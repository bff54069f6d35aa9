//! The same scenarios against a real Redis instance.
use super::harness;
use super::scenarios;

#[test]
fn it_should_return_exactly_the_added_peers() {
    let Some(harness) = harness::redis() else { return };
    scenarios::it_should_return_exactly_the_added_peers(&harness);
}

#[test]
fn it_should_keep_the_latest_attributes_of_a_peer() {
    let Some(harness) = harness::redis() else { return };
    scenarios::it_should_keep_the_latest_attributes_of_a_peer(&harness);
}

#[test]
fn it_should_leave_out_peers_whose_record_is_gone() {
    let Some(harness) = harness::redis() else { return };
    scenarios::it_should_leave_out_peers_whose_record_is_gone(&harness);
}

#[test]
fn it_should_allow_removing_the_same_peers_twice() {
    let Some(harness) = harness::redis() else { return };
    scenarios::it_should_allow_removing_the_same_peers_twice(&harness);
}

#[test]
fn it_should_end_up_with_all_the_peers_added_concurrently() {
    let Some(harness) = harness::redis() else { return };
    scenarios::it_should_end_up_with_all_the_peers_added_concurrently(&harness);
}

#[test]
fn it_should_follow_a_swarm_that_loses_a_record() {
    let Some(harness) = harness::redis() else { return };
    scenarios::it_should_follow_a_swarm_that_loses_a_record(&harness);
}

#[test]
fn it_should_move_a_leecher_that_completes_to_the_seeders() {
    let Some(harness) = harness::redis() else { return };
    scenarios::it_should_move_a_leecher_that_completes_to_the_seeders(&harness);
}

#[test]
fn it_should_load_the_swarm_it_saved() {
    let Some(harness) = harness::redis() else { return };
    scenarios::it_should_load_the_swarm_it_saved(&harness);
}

Activity »
Give back, unchanged, the line containing "scenarios::it_should_return_exactly_the_added_peers(&harness);" and each line that comes after it in the entries above, ending with the last.

Answer to the exercise »
    scenarios::it_should_return_exactly_the_added_peers(&harness);
}

#[test]
fn it_should_keep_the_latest_attributes_of_a_peer() {
    let Some(harness) = harness::redis() else { return };
    scenarios::it_should_keep_the_latest_attributes_of_a_peer(&harness);
}

#[test]
fn it_should_leave_out_peers_whose_record_is_gone() {
    let Some(harness) = harness::redis() else { return };
    scenarios::it_should_leave_out_peers_whose_record_is_gone(&harness);
}

#[test]
fn it_should_allow_removing_the_same_peers_twice() {
    let Some(harness) = harness::redis() else { return };
    scenarios::it_should_allow_removing_the_same_peers_twice(&harness);
}

#[test]
fn it_should_end_up_with_all_the_peers_added_concurrently() {
    let Some(harness) = harness::redis() else { return };
    scenarios::it_should_end_up_with_all_the_peers_added_concurrently(&harness);
}

#[test]
fn it_should_follow_a_swarm_that_loses_a_record() {
    let Some(harness) = harness::redis() else { return };
    scenarios::it_should_follow_a_swarm_that_loses_a_record(&harness);
}

#[test]
fn it_should_move_a_leecher_that_completes_to_the_seeders() {
    let Some(harness) = harness::redis() else { return };
    scenarios::it_should_move_a_leecher_that_completes_to_the_seeders(&harness);
}

#[test]
fn it_should_load_the_swarm_it_saved() {
    let Some(harness) = harness::redis() else { return };
    scenarios::it_should_load_the_swarm_it_saved(&harness);
}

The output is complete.